P-value: come leggere ed interpretare la significatività statistica

Il p-value è sotto 0.05, sei sicuro di avere ragione? Per rispondere a questa domanda e derivarne quindi la significatività del test statistico ed in alcuni casi dello studio, bisogna capire cosa indica il p-value e la sua “famigerata” soglia del 5%.

Il valore di p è utilizzato quale strumento di lettura dei test statistici. Protagonista di tutti gli studi che siano di statistica medica o di econometria, il p-value appare ad ogni angolo.
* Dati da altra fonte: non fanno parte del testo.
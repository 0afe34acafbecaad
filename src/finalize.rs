//! Target finalize handler (TFH): idempotently tears down rebuild handles
//! on a target when the leader broadcasts `TGT_FINI` (§4.4).

use crate::{
    error::RebuildError,
    pool::{FiniRequest, StatusReply},
    state::GlobalRebuild,
    worker::WorkerRegistry,
};

/// Handles one `TGT_FINI(pool_id, map_version)` RPC on this target.
///
/// Idempotent: delivering the same request twice leaves target state
/// identical after each call, and the second call returns status 0
/// without touching any handle (§8 scenario 5).
pub async fn target_finalize(
    grs: &GlobalRebuild,
    registry: &WorkerRegistry,
    req: FiniRequest,
) -> StatusReply {
    match try_finalize(grs, registry, req).await {
        Ok(()) => StatusReply { status: 0 },
        Err(e) => StatusReply {
            status: e.as_status(),
        },
    }
}

async fn try_finalize(
    grs: &GlobalRebuild,
    registry: &WorkerRegistry,
    req: FiniRequest,
) -> Result<(), RebuildError> {
    let mut state = grs.lock().await;

    if state.last_ver == req.map_version {
        tracing::debug!(
            pool_id = %req.pool_id,
            map_version = req.map_version,
            "ignoring resend of rebuild fini"
        );
        return Ok(());
    }

    if state.pool_id != req.pool_id {
        return Err(RebuildError::NoHandle {});
    }

    state.last_ver = req.map_version;
    drop(state);

    close_rebuild_handles(registry);

    let mut state = grs.lock().await;
    state.pool = None;
    state.pool_id = uuid::Uuid::nil();
    state.abort = false;
    tracing::info!(
        pool_id = %req.pool_id,
        map_version = req.map_version,
        "finalized rebuild on this target"
    );
    Ok(())
}

/// Runs the teardown collective across this target's workers: close the
/// rebuild pool handle if valid, close the rebuild container handle, clear
/// both handle ids, and forget the service list.
fn close_rebuild_handles(registry: &WorkerRegistry) {
    for (worker, _) in registry.all() {
        registry.with_counters_mut(worker, |counters| {
            counters.pool_handle_id = None;
            counters.cont_handle_id = None;
            counters.svc_list = None;
        });
    }
}

#[cfg(test)]
mod test {
    use uuid::Uuid;

    use super::*;
    use crate::worker::WorkerId;

    fn fini(pool_id: Uuid, map_version: u32) -> FiniRequest {
        FiniRequest {
            pool_id,
            map_version,
        }
    }

    #[tokio::test]
    async fn mismatched_pool_is_reported_as_no_handle() {
        let grs = GlobalRebuild::new();
        let registry = WorkerRegistry::new();
        {
            let mut state = grs.lock().await;
            state.pool_id = Uuid::new_v4();
            state.last_ver = 0;
        }

        let reply = target_finalize(&grs, &registry, fini(Uuid::new_v4(), 1)).await;
        assert_eq!(reply.status, RebuildError::NoHandle {}.as_status());
    }

    #[tokio::test]
    async fn mismatched_pool_is_a_no_handle_error() {
        let grs = GlobalRebuild::new();
        let registry = WorkerRegistry::new();
        {
            let mut state = grs.lock().await;
            state.pool_id = Uuid::new_v4();
        }

        let result = try_finalize(&grs, &registry, fini(Uuid::new_v4(), 1)).await;
        assert_matches::assert_matches!(result, Err(RebuildError::NoHandle {}));
    }

    #[tokio::test]
    async fn duplicate_fini_is_idempotent() {
        let grs = GlobalRebuild::new();
        let registry = WorkerRegistry::new();
        let pool_id = Uuid::new_v4();
        let worker = WorkerId(12345);
        registry.with_counters_mut(worker, |c| {
            c.pool_handle_id = Some(Uuid::new_v4());
            c.cont_handle_id = Some(Uuid::new_v4());
        });
        {
            let mut state = grs.lock().await;
            state.pool_id = pool_id;
            state.last_ver = 0;
        }

        let first = target_finalize(&grs, &registry, fini(pool_id, 7)).await;
        assert_eq!(first.status, 0);
        {
            let state = grs.lock().await;
            assert_eq!(state.last_ver, 7);
            assert_eq!(state.pool_id, Uuid::nil());
        }
        let after_first = registry.counters(worker);
        assert!(after_first.pool_handle_id.is_none());

        // second delivery: pool_id in GRS is already cleared, but last_ver
        // matching short-circuits before that mismatch would even matter.
        let second = target_finalize(&grs, &registry, fini(pool_id, 7)).await;
        assert_eq!(second.status, 0);
        registry.retire(worker);
    }
}
//! The external collaborators this service consumes: pool membership
//! lookup, the group-broadcast primitive, and the per-opcode RPC surface
//! (§6). These are modeled as an `async_trait` so that tests can supply an
//! in-memory fake without a real transport, the same way `io-engine`'s
//! `BlockDeviceHandle`/`BlockDeviceDescriptor` traits let rebuild code run
//! against fakes instead of real bdevs.

use async_trait::async_trait;
use uuid::Uuid;

use crate::{error::RebuildError, model::RankList};

/// Opaque handle to a looked-up pool. Dropping the last strong reference is
/// this crate's equivalent of the source's `ds_pool_put`.
pub trait PoolHandle: std::fmt::Debug + Send + Sync {
    /// Identifier of the pool this handle refers to.
    fn pool_id(&self) -> Uuid;

    /// Current pool map version as seen by the membership service. Used by
    /// the check loop to detect cascading failures (§4.2.2).
    fn current_map_version(&self) -> u32;
}

/// Payload of the `OBJECTS_SCAN` broadcast: tells every live target to
/// start enumerating objects that need rebuilding.
#[derive(Debug, Clone)]
pub struct ScanRequest {
    pub pool_id: Uuid,
    pub map_version: u32,
    pub cont_handle_id: Uuid,
    pub pool_handle_id: Uuid,
    pub failed: RankList,
    pub service_list: RankList,
}

/// Reply to `OBJECTS_SCAN` / `TGT_FINI`: a bare status code, 0 on success.
#[derive(Debug, Clone, Copy, Default)]
pub struct StatusReply {
    pub status: i32,
}

/// Payload of the `TGT_FINI` broadcast.
#[derive(Debug, Clone, Copy)]
pub struct FiniRequest {
    pub pool_id: Uuid,
    pub map_version: u32,
}

/// Payload of the `TGT_QUERY` collective broadcast.
#[derive(Debug, Clone, Copy)]
pub struct QueryRequest {
    pub pool_id: Uuid,
}

/// Reply to `TGT_QUERY`, already folded across every target that answered
/// (the collective's associative reduction, see [`crate::aggregator`]).
#[derive(Debug, Clone, Copy, Default)]
pub struct TgtQueryReply {
    /// Count of descendants (targets) still actively rebuilding.
    pub rebuilding: u32,
    /// First non-zero status seen across the collective, 0 otherwise.
    pub status: i32,
    pub obj_count: u64,
    pub rec_count: u64,
}

/// The pool membership service consumed by the leader driver and the
/// scheduler. Every method here is an opaque external call per §6; this
/// crate implements none of the logic behind it.
#[async_trait]
pub trait PoolService: Send + Sync {
    /// Looks up a pool by id, returning a strong reference or `None` if
    /// this process doesn't know about it.
    async fn lookup(&self, pool_id: Uuid) -> Option<std::sync::Arc<dyn PoolHandle>>;

    /// Broadcasts `OBJECTS_SCAN` to every live member except `failed`.
    async fn scan(
        &self,
        pool: &dyn PoolHandle,
        req: ScanRequest,
        exclude: &RankList,
    ) -> Result<StatusReply, RebuildError>;

    /// Broadcasts `TGT_QUERY` (collective) to every live member except
    /// `failed`, returning the already-aggregated reply.
    async fn query(
        &self,
        pool: &dyn PoolHandle,
        req: QueryRequest,
        exclude: &RankList,
    ) -> Result<TgtQueryReply, RebuildError>;

    /// Broadcasts `TGT_FINI` to every live member except `failed`.
    async fn fini(
        &self,
        pool: &dyn PoolHandle,
        req: FiniRequest,
        exclude: &RankList,
    ) -> Result<StatusReply, RebuildError>;

    /// Fans the current pool map out to every live member except `exclude`.
    async fn pmap_broadcast(
        &self,
        pool_id: Uuid,
        exclude: &RankList,
    ) -> Result<(), RebuildError>;

    /// Moves `targets` to the terminal DOWNOUT state. `NotLeader` is
    /// recoverable by the caller (§4.2.3).
    async fn tgt_exclude_out(
        &self,
        pool_id: Uuid,
        targets: &RankList,
    ) -> Result<(), RebuildError>;
}
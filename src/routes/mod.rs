pub mod billing;
pub mod plans;
pub mod subscribers;
pub mod webhook;

#[cfg(test)]
mod tests;
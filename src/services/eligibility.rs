use crate::models::subscriber::Subscriber;

/// Decides whether a new subscriber gets the lifetime plan instead of the
/// free default. Kept behind a trait so tests can force either answer.
pub trait EligibilityCheck: Send + Sync {
    fn qualifies_for_lifetime_grant(&self, subscriber: &Subscriber) -> bool;
}

/// Grants lifetime access to addresses under configured staff domains.
pub struct StaffDomainEligibility {
    domains: Vec<String>,
}

impl StaffDomainEligibility {
    pub fn new(domains: Vec<String>) -> Self {
        let domains = domains
            .into_iter()
            .map(|d| d.trim().to_ascii_lowercase())
            .filter(|d| !d.is_empty())
            .collect();
        Self { domains }
    }

    /// Comma-separated domains from `STAFF_EMAIL_DOMAINS`; empty or unset
    /// means nobody qualifies.
    pub fn from_env() -> Self {
        let raw = std::env::var("STAFF_EMAIL_DOMAINS").unwrap_or_default();
        Self::new(raw.split(',').map(str::to_string).collect())
    }
}

impl EligibilityCheck for StaffDomainEligibility {
    fn qualifies_for_lifetime_grant(&self, subscriber: &Subscriber) -> bool {
        let domain = match subscriber.email.rsplit_once('@') {
            Some((_, domain)) => domain.to_ascii_lowercase(),
            None => return false,
        };
        self.domains.iter().any(|d| *d == domain)
    }
}

#[cfg(test)]
pub struct FixedEligibility(pub bool);

#[cfg(test)]
impl EligibilityCheck for FixedEligibility {
    fn qualifies_for_lifetime_grant(&self, _subscriber: &Subscriber) -> bool {
        self.0
    }
}
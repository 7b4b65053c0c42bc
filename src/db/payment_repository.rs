use async_trait::async_trait;
use time::OffsetDateTime;
use uuid::Uuid;

use crate::models::payment::{PaymentLookup, PaymentRecord};
use crate::models::subscriber::Subscriber;
use crate::services::lifecycle::PlanChange;

/// What happened when a completion was applied. `Rejected` is the
/// reconciliation seam: the charge is recorded as completed but no
/// entitlement was granted.
#[derive(Debug)]
pub enum CompletionOutcome {
    Applied {
        record: PaymentRecord,
        subscriber: Subscriber,
        change: PlanChange,
    },
    /// Duplicate delivery; nothing was changed.
    AlreadyCompleted { record: PaymentRecord },
    /// The record had already failed or been cancelled; a completion arriving
    /// now means the gateway and the ledger disagree.
    AlreadyTerminal { record: PaymentRecord },
    /// Payment marked completed, entitlement refused by the state machine.
    EntitlementRejected {
        record: PaymentRecord,
        reason: String,
    },
    NotFound,
}

pub struct NewPaymentRecord {
    pub subscriber_id: Uuid,
    pub plan_id: Uuid,
    pub transaction_id: String,
    pub amount_cents: i64,
    pub currency: String,
}

#[async_trait]
pub trait PaymentRepository: Send + Sync {
    /// Most recent non-terminal record for (subscriber, plan) created at or
    /// after `created_after`; used to deduplicate checkout initiation. Only
    /// records with a gateway session qualify, so a record orphaned by a
    /// gateway outage never blocks a retry.
    async fn find_open_payment(
        &self,
        subscriber_id: Uuid,
        plan_id: Uuid,
        created_after: OffsetDateTime,
    ) -> Result<Option<PaymentRecord>, sqlx::Error>;

    async fn insert_pending(&self, new: NewPaymentRecord) -> Result<PaymentRecord, sqlx::Error>;

    /// Attaches the gateway's session/intent id and hosted checkout URL once
    /// the gateway session exists.
    async fn attach_gateway_session(
        &self,
        payment_id: Uuid,
        gateway_transaction_id: &str,
        checkout_url: Option<&str>,
    ) -> Result<(), sqlx::Error>;

    async fn find_payment(
        &self,
        lookup: &PaymentLookup,
    ) -> Result<Option<PaymentRecord>, sqlx::Error>;

    /// Completes a payment and applies the resulting plan change in one
    /// transaction. The record lookup, the idempotency decision, the status
    /// flip and the subscriber mutation all happen under the same row locks,
    /// so at-least-once webhook delivery and a racing success-redirect
    /// confirmation collapse into a single effect.
    async fn complete_payment(
        &self,
        lookup: &PaymentLookup,
        gateway_payload: Option<serde_json::Value>,
        now: OffsetDateTime,
    ) -> Result<CompletionOutcome, sqlx::Error>;

    /// Marks the record failed. False when the record was already terminal
    /// (or missing); terminal records are never rewritten.
    async fn mark_failed(&self, lookup: &PaymentLookup, reason: &str)
        -> Result<bool, sqlx::Error>;

    async fn mark_cancelled(&self, lookup: &PaymentLookup) -> Result<bool, sqlx::Error>;
}
use async_trait::async_trait;
use sqlx::PgPool;
use time::OffsetDateTime;
use uuid::Uuid;

use crate::db::subscriber_repository::SubscriberRepository;
use crate::models::subscriber::Subscriber;

const SUBSCRIBER_COLUMNS: &str =
    "id, email, current_plan_id, plan_expires_at, plan_updated_at, trial_taken, created_at";

pub struct PostgresSubscriberRepository {
    pub pool: PgPool,
}

#[async_trait]
impl SubscriberRepository for PostgresSubscriberRepository {
    async fn insert_subscriber(&self, email: &str) -> Result<Subscriber, sqlx::Error> {
        sqlx::query_as::<_, Subscriber>(&format!(
            "INSERT INTO subscribers (email) VALUES ($1) RETURNING {SUBSCRIBER_COLUMNS}"
        ))
        .bind(email)
        .fetch_one(&self.pool)
        .await
    }

    async fn find_subscriber(
        &self,
        subscriber_id: Uuid,
    ) -> Result<Option<Subscriber>, sqlx::Error> {
        sqlx::query_as::<_, Subscriber>(&format!(
            "SELECT {SUBSCRIBER_COLUMNS} FROM subscribers WHERE id = $1"
        ))
        .bind(subscriber_id)
        .fetch_optional(&self.pool)
        .await
    }

    async fn assign_plan_if_unset(
        &self,
        subscriber_id: Uuid,
        plan_id: Uuid,
        expires_at: Option<OffsetDateTime>,
        now: OffsetDateTime,
    ) -> Result<bool, sqlx::Error> {
        let result = sqlx::query(
            r#"
            UPDATE subscribers
            SET current_plan_id = $2, plan_expires_at = $3, plan_updated_at = $4
            WHERE id = $1 AND current_plan_id IS NULL
            "#,
        )
        .bind(subscriber_id)
        .bind(plan_id)
        .bind(expires_at)
        .bind(now)
        .execute(&self.pool)
        .await?;

        Ok(result.rows_affected() == 1)
    }

    async fn downgrade_if_expired(
        &self,
        subscriber_id: Uuid,
        free_plan_id: Uuid,
        now: OffsetDateTime,
    ) -> Result<bool, sqlx::Error> {
        // The WHERE clause carries the whole expiry check, so concurrent
        // callers race harmlessly: exactly one matches, the rest see 0 rows.
        let result = sqlx::query(
            r#"
            UPDATE subscribers
            SET current_plan_id = $2, plan_expires_at = NULL, plan_updated_at = $3
            WHERE id = $1
              AND plan_expires_at IS NOT NULL
              AND plan_expires_at <= $3
            "#,
        )
        .bind(subscriber_id)
        .bind(free_plan_id)
        .bind(now)
        .execute(&self.pool)
        .await?;

        Ok(result.rows_affected() == 1)
    }

    async fn begin_trial(
        &self,
        subscriber_id: Uuid,
        free_plan_id: Uuid,
        trial_plan_id: Uuid,
        expires_at: OffsetDateTime,
        now: OffsetDateTime,
    ) -> Result<bool, sqlx::Error> {
        let result = sqlx::query(
            r#"
            UPDATE subscribers
            SET current_plan_id = $3,
                plan_expires_at = $4,
                plan_updated_at = $5,
                trial_taken = TRUE
            WHERE id = $1
              AND current_plan_id = $2
              AND trial_taken = FALSE
            "#,
        )
        .bind(subscriber_id)
        .bind(free_plan_id)
        .bind(trial_plan_id)
        .bind(expires_at)
        .bind(now)
        .execute(&self.pool)
        .await?;

        Ok(result.rows_affected() == 1)
    }
}
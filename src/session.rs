use axum::{
    extract::FromRequestParts,
    http::request::Parts,
    response::{IntoResponse, Response},
};
use axum_extra::{
    headers::{authorization::Bearer, Authorization},
    TypedHeader,
};
use uuid::Uuid;

use crate::responses::JsonResponse;
use crate::state::AppState;
use crate::utils::jwt::decode_jwt;

/// The authenticated subscriber, extracted from a bearer token.
pub struct AuthSubscriber {
    pub subscriber_id: Uuid,
    pub email: String,
}

impl FromRequestParts<AppState> for AuthSubscriber {
    type Rejection = Response;

    async fn from_request_parts(
        parts: &mut Parts,
        state: &AppState,
    ) -> Result<Self, Self::Rejection> {
        let TypedHeader(Authorization(bearer)) =
            TypedHeader::<Authorization<Bearer>>::from_request_parts(parts, state)
                .await
                .map_err(|_| {
                    JsonResponse::unauthorized("Missing bearer token").into_response()
                })?;

        let token = decode_jwt(bearer.token(), &state.jwt_keys)
            .map_err(|_| JsonResponse::unauthorized("Invalid or expired token").into_response())?;

        Ok(AuthSubscriber {
            subscriber_id: token.claims.sub,
            email: token.claims.email,
        })
    }
}
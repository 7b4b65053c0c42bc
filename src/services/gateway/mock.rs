#![allow(dead_code)]
use super::{ChargeSession, CreateChargeRequest, GatewayEvent, GatewayError, PaymentGateway};
use async_trait::async_trait;
use std::sync::atomic::{AtomicU64, Ordering};
use std::sync::{Arc, Mutex};

#[derive(Clone, Default)]
pub struct MockGateway {
    pub charge_requests: Arc<Mutex<Vec<CreateChargeRequest>>>,
    pub created_sessions: Arc<Mutex<Vec<ChargeSession>>>,
    pub events: Arc<Mutex<Vec<GatewayEvent>>>,
    pub fail_charges: bool,
}

impl MockGateway {
    pub fn new() -> Self {
        Self::default()
    }

    pub fn failing(mut self) -> Self {
        self.fail_charges = true;
        self
    }
}

static NEXT_ID: AtomicU64 = AtomicU64::new(1);

fn make_id(prefix: &str) -> String {
    format!("{}_{}", prefix, NEXT_ID.fetch_add(1, Ordering::Relaxed))
}

#[async_trait]
impl PaymentGateway for MockGateway {
    async fn create_charge(
        &self,
        req: CreateChargeRequest,
    ) -> Result<ChargeSession, GatewayError> {
        if self.fail_charges {
            return Err(GatewayError::Api("simulated gateway outage".into()));
        }
        self.charge_requests.lock().unwrap().push(req.clone());

        let session = ChargeSession {
            id: make_id("cs_test"),
            url: Some("https://example.test/checkout".into()),
        };
        self.created_sessions.lock().unwrap().push(session.clone());
        Ok(session)
    }

    fn verify_webhook(
        &self,
        payload: &[u8],
        _signature_header: &str,
    ) -> Result<GatewayEvent, GatewayError> {
        let val: serde_json::Value =
            serde_json::from_slice(payload).map_err(|e| GatewayError::Serde(e.to_string()))?;
        let id = match val.get("id").and_then(|v| v.as_str()) {
            Some(s) => s.to_string(),
            None => make_id("evt"),
        };
        let ty = val
            .get("type")
            .and_then(|v| v.as_str())
            .unwrap_or("unknown")
            .to_string();
        let evt = GatewayEvent {
            id,
            r#type: ty,
            payload: val,
        };
        self.events.lock().unwrap().push(evt.clone());
        Ok(evt)
    }
}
La statistica come scienza che studia i dati fonda sul p-value e sul concetto di significatività solo una parte della sua certezza: un valore di p minore di 0.05 non significa che hai ragione, né tanto meno un valore di p maggiore di 0.05 significa che hai torto.

Il p-value: il grande risolutore per i test statistici

Gli studenti di statistica sono pratici con molti degli strumenti e dei test statistici più diffusi: chi quadro, t-test, U Mann-Whitney sono solo alcuni dei nomi più popolari di test statistici in statistica inferenziale. Tutti questi strumenti sono accomunati da un indicatore comune: il p-value e la conseguente significatività. Il valore di p rappresenta il dramma di moltissimi studenti: come si legge questo p-value? Come deve essere il suo valore: inferiore o superiore alla soglia fissata?

La risposta a quest’ultima domanda è: dipende! Dipende da cosa stai cercando, da cosa vuoi dimostrare! Nella maggior parte dei test il p-value minore di 0.05 è fondamentale; altre volte non è male un p-value maggiore. Dipende tutto dall’ipotesi del test statistico che stai usando!

Mettiamo un pò di ordine.

Il termine p-value sta ad indicare il valore di probabilità. Più concretamente esso indica la probabilità che quanto stiamo sostenendo sia corretto con un piccolo margine di errore oppure la probabilità di sbagliarsi è troppo alta per sostenere la veridicità di quello che ipotizziamo.

Se ad esempio vogliamo dimostrare che dati due gruppi – ad esempio il primo sottoposto ad una particolare dieta e il secondo libero da qualsiasi dieta – il loro peso, dopo un periodo di osservazione di dieta o non dieta, è differente (per esempio il peso del gruppo a dieta è più basso di quello del secondo gruppo), allora utilizzeremo il test t per l’analisi delle differenze in media. Se il p-value è superiore alla soglia fissata, all significa che non vi è differenza statistica tra i due gruppi, mentre se, al contrario, esso è minore, allora c’è differenza statisticamente significativa e se il peso del primo gruppo è inferiore a quello del secondo, allora possiamo affermare che effettivamente la dieta riduce il peso rispetto all’assenza di dieta. Insomma c’è significatività. Successivamente, il dato deve essere confermato attraverso la potenza del campione (il mio campione è veramente valido?) e l’effect size (qual è la portata dei miei risultati?). 

Dunque il p-value ci consente di capire se vi sono differenze statistiche tra gruppi, ma non dà la certezza assoluta di aver ragione. Ci permette di capire se un risultato è statisticamente significativo senza assurgere a verità assoluta.

Il p-value superiore a 0.05

In alcuni casi un valore di p-value > 0.05 è un’ottima notizia per il nostro studio. E’ quello che accade nel test Shapiro-Wilk di normalità. L’ipotesi nulla afferma che la variabile osservata è distribuita normalmente. Ciò significa che quando accettiamo l’ipotesi nulla (p > 0.05) stiamo affermando che non vi è alcuna evidenza che la variabile sia distribuita in modo non-normale. 

Ti faccio notare quest’ultima interpretazione. A fronte di un p-value > 0.05 non affermo che la variabile si distribuisce normalmente, ma affermo unicamente che non ho prova che non si distribuisca normalmente. 

Cosa significa quando il p-value è maggiore di 0.05?

Leggendo l’ultima affermazione circa il p-value sulla distribuzione di normalità della variabile, ti faccio notare come il p-value quando superiore allo 0.05 non fornisce un nuovo scenario, ma consente solo di affermare ciò che non vediamo.

Mi spiego meglio. Torniamo all’esempio precedente del confronto tra due gruppi di pazienti (sperimentale e di controllo) di cui uno sottoposto a dieta vitaminica. Se dopo l’esperimento, il valore del p del test statistico è superiore a 0.05, non possiamo affermare che i due gruppi sono uguali. Possiamo unicamente affermare che non vi è evidenza statistica (significatività) che essi siano diversi. Questo è un passaggio statistico fondamentale. Molti studi con un p-value non significativo concludono che due fenomeni comparati sono uguali. Tale interpretazione non può scaturire unicamente dal valore di p-value. Essa deve essere il risultato di un percorso logico che tiene conto di altri elementi statistici.